8. the process of claim 1 wherein that rigid polymer is selected from PBT, PPT, PET, PCT, PEN and their mixture.
9. the process of claim 1 wherein that soft polymer is a conjugated polyether ester elastomer.
10. the process of claim 1 wherein that soft polymer is a conjugated polyether ester elastomer, it is formed by the ester bond headtotail by the long-chain ester units and the short-chain ester units of a plurality of repetitions substantially, and wherein long-chain ester units is expressed from the next:
Short-chain ester units is expressed from the next:
Wherein G is for being 400~6000Da or about 400~6000Da from molecular weight, and carbon-oxygen ratio is the divalent group of removing in poly-(alkylene oxide) glycol of about 2.0~4.3 [be preferably poly-(propylene oxide) glycol, or poly-(butylene oxide) glycol] behind the terminal hydroxy group; R is for being lower than the divalent group of removing 300 or about 300 the dicarboxylic acids behind the carboxyl from molecular weight; D is for being lower than the divalent group of removing 250 or about 250 the glycol behind the hydroxyl from molecular weight; Suppose that described short-chain ester units accounts for about 15~95 weight % of copolyether ester.
11. the method for claim 9, wherein copolyether ester have 30~60 or about 30~60 Shore D hardness.

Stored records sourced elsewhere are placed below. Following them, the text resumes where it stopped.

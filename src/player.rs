//! The player entity and the controller that steers it.

use cgmath::{Deg, Point3};
use instant::Duration;
use winit::{
    event::{ElementState, KeyEvent, MouseButton, WindowEvent},
    keyboard::{KeyCode, PhysicalKey},
};

use crate::{config::ControlsConfig, scene::SceneManager};

#[derive(Debug, Clone, Copy, PartialEq)]
pub struct Player {
    position: Point3<f32>,
    rotation: Deg<f32>,
}

impl Player {
    pub fn new(position: Point3<f32>, rotation: Deg<f32>) -> Self {
        Self { position, rotation }
    }

    pub fn position(&self) -> Point3<f32> {
        self.position
    }

    pub fn set_position(&mut self, position: Point3<f32>) {
        self.position = position;
    }

    /// Heading in degrees; 0° faces -Z.
    pub fn rotation(&self) -> Deg<f32> {
        self.rotation
    }

    pub fn set_rotation(&mut self, rotation: Deg<f32>) {
        self.rotation = rotation;
    }
}

impl Default for Player {
    fn default() -> Self {
        Self::new(Point3::new(0.0, 1.0, -5.0), Deg(0.0))
    }
}

/// Turns keyboard and mouse input into player motion.
///
/// | key            | action            |
/// |----------------|-------------------|
/// | W / S          | forward / back    |
/// | A / D          | strafe            |
/// | R / F          | up / down         |
/// | Q / E, ← / →   | turn              |
/// | right drag     | turn              |
#[derive(Debug)]
pub struct PlayerController {
    amount_forward: f32,
    amount_backward: f32,
    amount_left: f32,
    amount_right: f32,
    amount_up: f32,
    amount_down: f32,
    amount_turn_left: f32,
    amount_turn_right: f32,
    // Degrees accumulated from the mouse since the last update
    mouse_turn: f32,
    turning_with_mouse: bool,
    move_speed: f32,
    turn_speed: f32,
    mouse_sensitivity: f32,
}

impl PlayerController {
    pub fn new(controls: &ControlsConfig) -> Self {
        Self {
            amount_forward: 0.0,
            amount_backward: 0.0,
            amount_left: 0.0,
            amount_right: 0.0,
            amount_up: 0.0,
            amount_down: 0.0,
            amount_turn_left: 0.0,
            amount_turn_right: 0.0,
            mouse_turn: 0.0,
            turning_with_mouse: false,
            move_speed: controls.move_speed,
            turn_speed: controls.turn_speed,
            mouse_sensitivity: controls.mouse_sensitivity,
        }
    }

    /// Returns `true` if the key is bound.
    pub fn process_key(&mut self, key: KeyCode, pressed: bool) -> bool {
        let amount = if pressed { 1.0 } else { 0.0 };
        match key {
            KeyCode::KeyW | KeyCode::ArrowUp => self.amount_forward = amount,
            KeyCode::KeyS | KeyCode::ArrowDown => self.amount_backward = amount,
            KeyCode::KeyA => self.amount_left = amount,
            KeyCode::KeyD => self.amount_right = amount,
            KeyCode::KeyR => self.amount_up = amount,
            KeyCode::KeyF => self.amount_down = amount,
            KeyCode::KeyQ | KeyCode::ArrowLeft => self.amount_turn_left = amount,
            KeyCode::KeyE | KeyCode::ArrowRight => self.amount_turn_right = amount,
            _ => return false,
        }
        true
    }

    /// Returns `true` if the event was consumed.
    pub fn handle_window_events(&mut self, event: &WindowEvent) -> bool {
        match event {
            WindowEvent::KeyboardInput {
                event:
                    KeyEvent {
                        physical_key: PhysicalKey::Code(key),
                        state,
                        ..
                    },
                ..
            } => self.process_key(*key, *state == ElementState::Pressed),
            WindowEvent::MouseInput {
                state,
                button: MouseButton::Right,
                ..
            } => {
                self.turning_with_mouse = state.is_pressed();
                true
            }
            WindowEvent::Focused(false) => {
                self.release_all();
                false
            }
            _ => false,
        }
    }

    /// Horizontal mouse motion in pixels; only counts while the right button
    /// is held.
    pub fn handle_mouse(&mut self, dx: f64) {
        if self.turning_with_mouse {
            self.mouse_turn += dx as f32 * self.mouse_sensitivity;
        }
    }

    pub fn release_all(&mut self) {
        *self = Self {
            move_speed: self.move_speed,
            turn_speed: self.turn_speed,
            mouse_sensitivity: self.mouse_sensitivity,
            ..Self::new(&ControlsConfig::default())
        };
    }

    /// Apply the held keys for `dt` and any pending mouse turn.
    pub fn update(&mut self, scene: &mut SceneManager, dt: Duration) {
        let dt = dt.as_secs_f32();

        let turn = (self.amount_turn_left - self.amount_turn_right) * self.turn_speed * dt;
        // moving the mouse right turns right
        let turn = turn - self.mouse_turn;
        self.mouse_turn = 0.0;
        if turn != 0.0 {
            scene.update_player_r(turn);
        }

        let forward = (self.amount_forward - self.amount_backward) * self.move_speed * dt;
        let right = (self.amount_right - self.amount_left) * self.move_speed * dt;
        let up = (self.amount_up - self.amount_down) * self.move_speed * dt;
        if forward != 0.0 {
            scene.move_player_forward(forward);
        }
        if right != 0.0 {
            scene.move_player_right(right);
        }
        if up != 0.0 {
            scene.move_player_up(up);
        }
    }
}

#[cfg(test)]
mod tests {
    use approx::assert_relative_eq;

    use super::*;
    use crate::config::Config;

    fn setup() -> (PlayerController, SceneManager) {
        let config = Config::default();
        (
            PlayerController::new(&config.controls),
            SceneManager::new(&config).unwrap(),
        )
    }

    #[test]
    fn unbound_keys_are_not_consumed() {
        let (mut controller, _) = setup();
        assert!(!controller.process_key(KeyCode::KeyZ, true));
        assert!(controller.process_key(KeyCode::KeyW, true));
    }

    #[test]
    fn holding_forward_moves_at_move_speed() {
        let (mut controller, mut scene) = setup();
        let start = scene.player().position();
        controller.process_key(KeyCode::KeyW, true);
        controller.update(&mut scene, Duration::from_millis(500));
        let end = scene.player().position();
        assert_relative_eq!(start.z - end.z, 3.0, epsilon = 1e-4);
        assert_relative_eq!(end.x, start.x, epsilon = 1e-6);
    }

    #[test]
    fn releasing_a_key_stops_motion() {
        let (mut controller, mut scene) = setup();
        controller.process_key(KeyCode::KeyD, true);
        controller.process_key(KeyCode::KeyD, false);
        let start = scene.player().position();
        controller.update(&mut scene, Duration::from_secs(1));
        assert_eq!(scene.player().position(), start);
    }

    #[test]
    fn opposite_keys_cancel() {
        let (mut controller, mut scene) = setup();
        controller.process_key(KeyCode::KeyR, true);
        controller.process_key(KeyCode::KeyF, true);
        let start = scene.player().position();
        controller.update(&mut scene, Duration::from_secs(1));
        assert_eq!(scene.player().position(), start);
    }

    #[test]
    fn turning_left_decreases_heading() {
        let (mut controller, mut scene) = setup();
        controller.process_key(KeyCode::KeyQ, true);
        controller.update(&mut scene, Duration::from_secs(1));
        assert_relative_eq!(scene.player().rotation().0, -90.0, epsilon = 1e-3);
    }

    #[test]
    fn mouse_only_turns_while_dragging() {
        let (mut controller, mut scene) = setup();
        controller.handle_mouse(100.0);
        controller.update(&mut scene, Duration::from_millis(16));
        assert_eq!(scene.player().rotation(), Deg(0.0));

        controller.turning_with_mouse = true;
        controller.handle_mouse(50.0);
        controller.update(&mut scene, Duration::from_millis(16));
        assert_relative_eq!(scene.player().rotation().0, 10.0, epsilon = 1e-4);

        // the accumulated turn is consumed
        controller.update(&mut scene, Duration::from_millis(16));
        assert_relative_eq!(scene.player().rotation().0, 10.0, epsilon = 1e-4);
    }

    #[test]
    fn release_all_keeps_speeds() {
        let controls = ControlsConfig {
            move_speed: 1.0,
            turn_speed: 2.0,
            mouse_sensitivity: 3.0,
        };
        let mut controller = PlayerController::new(&controls);
        controller.process_key(KeyCode::KeyW, true);
        controller.release_all();
        assert_eq!(controller.amount_forward, 0.0);
        assert_eq!(controller.move_speed, 1.0);
        assert_eq!(controller.mouse_sensitivity, 3.0);
    }
}
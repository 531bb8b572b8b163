//! The GPU context: surface, device, queue and the depth buffer for a window.

use std::sync::Arc;

use anyhow::Context as _;
use winit::window::Window;

use crate::data_structures::texture;

#[derive(Debug)]
pub struct Context {
    pub(crate) window: Arc<Window>,
    pub(crate) depth_texture: texture::Texture,
    pub surface: wgpu::Surface<'static>,
    pub device: wgpu::Device,
    pub queue: wgpu::Queue,
    pub config: wgpu::SurfaceConfiguration,
    is_surface_configured: bool,
}

impl Context {
    pub async fn new(window: Arc<Window>) -> anyhow::Result<Self> {
        let size = window.inner_size();

        log::info!("WGPU setup");
        let instance = wgpu::Instance::new(&wgpu::InstanceDescriptor {
            backends: wgpu::Backends::PRIMARY,
            ..Default::default()
        });

        let surface = instance
            .create_surface(window.clone())
            .context("could not create a surface for the window")?;

        let adapter = instance
            .request_adapter(&wgpu::RequestAdapterOptions {
                power_preference: wgpu::PowerPreference::default(),
                compatible_surface: Some(&surface),
                force_fallback_adapter: false,
            })
            .await
            .context("no suitable graphics adapter")?;
        log::info!("Using adapter {:?}", adapter.get_info().name);

        let (device, queue) = adapter
            .request_device(&wgpu::DeviceDescriptor {
                label: Some("foxhole device"),
                required_features: wgpu::Features::empty(),
                required_limits: wgpu::Limits::default(),
                ..Default::default()
            })
            .await
            .context("could not open the graphics device")?;

        let surface_caps = surface.get_capabilities(&adapter);
        // The shaders write linear colour and rely on an sRGB target for the
        // conversion; other formats come out darker.
        let surface_format = surface_caps
            .formats
            .iter()
            .copied()
            .find(|f| f.is_srgb())
            .or_else(|| surface_caps.formats.first().copied())
            .context("the surface reports no supported formats")?;
        let config = wgpu::SurfaceConfiguration {
            usage: wgpu::TextureUsages::RENDER_ATTACHMENT,
            format: surface_format,
            width: size.width.max(1),
            height: size.height.max(1),
            present_mode: surface_caps
                .present_modes
                .first()
                .copied()
                .unwrap_or(wgpu::PresentMode::Fifo),
            alpha_mode: surface_caps
                .alpha_modes
                .first()
                .copied()
                .unwrap_or(wgpu::CompositeAlphaMode::Auto),
            view_formats: vec![],
            desired_maximum_frame_latency: 2,
        };

        let depth_texture = texture::Texture::create_depth_texture(
            &device,
            [config.width, config.height],
            "depth_texture",
        );

        Ok(Self {
            window,
            depth_texture,
            surface,
            device,
            queue,
            config,
            is_surface_configured: false,
        })
    }

    /// Reconfigure the surface and depth buffer. Zero sized windows
    /// (minimised) are ignored.
    pub fn resize(&mut self, width: u32, height: u32) -> bool {
        if width == 0 || height == 0 {
            return false;
        }
        self.config.width = width;
        self.config.height = height;
        self.surface.configure(&self.device, &self.config);
        self.depth_texture =
            texture::Texture::create_depth_texture(&self.device, [width, height], "depth_texture");
        self.is_surface_configured = true;
        true
    }

    pub fn is_surface_configured(&self) -> bool {
        self.is_surface_configured
    }

    pub fn window(&self) -> &Window {
        &self.window
    }
}
use std::path::Path;

use anyhow::Context as _;

use crate::{
    data_structures::texture::{Texture, decode},
    resources::{extension, load_binary},
};

pub async fn load_image(root: &Path, file_name: &str) -> anyhow::Result<image::DynamicImage> {
    let data = load_binary(root, file_name).await?;
    decode(&data, extension(file_name)).with_context(|| format!("could not decode {file_name}"))
}

pub async fn load_texture(
    root: &Path,
    file_name: &str,
    device: &wgpu::Device,
    queue: &wgpu::Queue,
) -> anyhow::Result<Texture> {
    let data = load_binary(root, file_name).await?;
    Texture::from_bytes(device, queue, &data, file_name, extension(file_name))
        .with_context(|| format!("could not decode {file_name}"))
}

/// Load the six faces concurrently; they must share one square size.
pub async fn load_cube_faces(
    root: &Path,
    faces: &[String],
) -> anyhow::Result<Vec<image::DynamicImage>> {
    let images =
        futures::future::try_join_all(faces.iter().map(|face| load_image(root, face))).await?;
    Ok(images)
}

pub async fn load_cube_map(
    root: &Path,
    faces: &[String],
    device: &wgpu::Device,
    queue: &wgpu::Queue,
) -> anyhow::Result<Texture> {
    let images = load_cube_faces(root, faces).await?;
    Texture::create_cube_map(device, queue, &images, "skybox")
}

#[cfg(test)]
mod tests {
    use super::*;
    use crate::{config::AssetConfig, data_structures::texture::cube_face_size};

    #[tokio::test]
    async fn bundled_skybox_faces_form_a_cube() {
        let assets = AssetConfig::default();
        let root = Path::new(env!("CARGO_MANIFEST_DIR")).join(&assets.root);
        let faces = load_cube_faces(&root, &assets.skybox).await.unwrap();
        assert_eq!(faces.len(), 6);
        assert!(cube_face_size(&faces).is_ok());
    }

    #[tokio::test]
    async fn bundled_textures_decode() {
        let assets = AssetConfig::default();
        let root = Path::new(env!("CARGO_MANIFEST_DIR")).join(&assets.root);
        for name in &assets.textures {
            let img = load_image(&root, name).await.unwrap();
            assert!(img.width() > 0 && img.height() > 0, "{name}");
        }
    }
}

12. the method for claim 9, wherein soft polymer is a copolyether ester, and its PPG soft chain segment and PBT hard segment by the PEG end-blocking is formed, and has following characteristics:
Performance | Method of testing | Unit | Numerical value |
Tensile stress under 10% strain | ISO 527-1/-2 | MPa | 2.5 |
Fracture strength | ISO 527-1/-2 | MPa | 9.7 |
Breaking strain | ISO 527-1/-2 | % | 240 |
Stretch modulus | ISO 527-1/-2 | MPa | 23 |
Bending modulus-40 ℃ 23 ℃ 100 ℃ | ISO 178 | MPa | 50 32 7 |
Hardness, 15 seconds maximums of hardometer D type | ISO 868 | 26 35 | |
-40 ℃ of cantilever beam notched Izod impact strength | ISO 180/1A | kJ/m 2 | NB |
Brittleness temperature | ISO 974 | ℃ | -61 |
Initially anti-shearing, mould C is parallel | ISO 34 | kN/m | 58 |
0 ℃ of/minute dimension of melt temperature Ka Shi softening temperature 10N, 50 ℃/hour | ISO 11357-1/-3 ISO 306 | ℃ ℃ | 154 73 |
190 ℃ of melt mass flow rates, 2.16kg | ISO 1133 | g/10min | 10 |
The density water imbibition was soaked 24 hours | ISO 1183 ISO 62 | Kg/m 3 % | 1150 5 |
The specimen of ISO 527-1/-2 is 1 BA (2mm) at 50mm/ minute; Other ISO mechanical property records under 4mm; The ISO electrical property records under 2mm,
All mechanics and electrical property all record on injection-molded sample,
If no special instructions, probe temperature is 23 ℃.
13. the method for claim 12, wherein rigid polymer is PBT.
14. the process of claim 1 wherein that rigid polymer is selected from polyamide, soft polymer is selected from ionomer.
15. the process of claim 1 wherein that rigid polymer is a polyacetals, soft polymer is selected from thermoplastic polyurethane.
16. the process of claim 1 wherein that rigid polymer is PBT, PET or their mixture, soft polymer is ETPV.
17. the process of claim 1 wherein that rigid polymer is filled with fiberfill.
18. the method for claim 17, wherein fiberfill is selected from glass fibre, carbon fiber, graphite fibre, aramid fibre, ceramic fibre, metallic fiber, potassium titanate crystal whisker.
19. the method for claim 17, wherein filler by length-width ratio 10~1000 or about 10~about 1000 fibrous.
20. the method for claim 17, the filler in the wherein rigid polymer account for 10~50 weight % or about 10~about 50 weight % of whole rigid polymer composition gross weight.
21. the process of claim 1 wherein that the thin assembly of mould and the thickness ratio of thick assembly (thin: thick) are less than 1: 4 or for about 1: 4.
22. the process of claim 1 wherein that the thickness of thick assembly is less than 6mm or about 6mm.
23. the method for aforementioned each claim, wherein at initial injection stage, pressure is selected for use to rigid polymer being carried out conventional injection-molded pressure P
1
At pause stage, pressure is reduced to P at least
1/ 20 or about P
1/ 20 pressure; And
At sustained period, pressure is increased to P
1/ 5 or about P
1/ 5 pressure is to P
1/ 3 or about P
1/ 3 pressure.
24. the method for claim 23, wherein P
1Be 900~2000 crust or about 900~200 crust.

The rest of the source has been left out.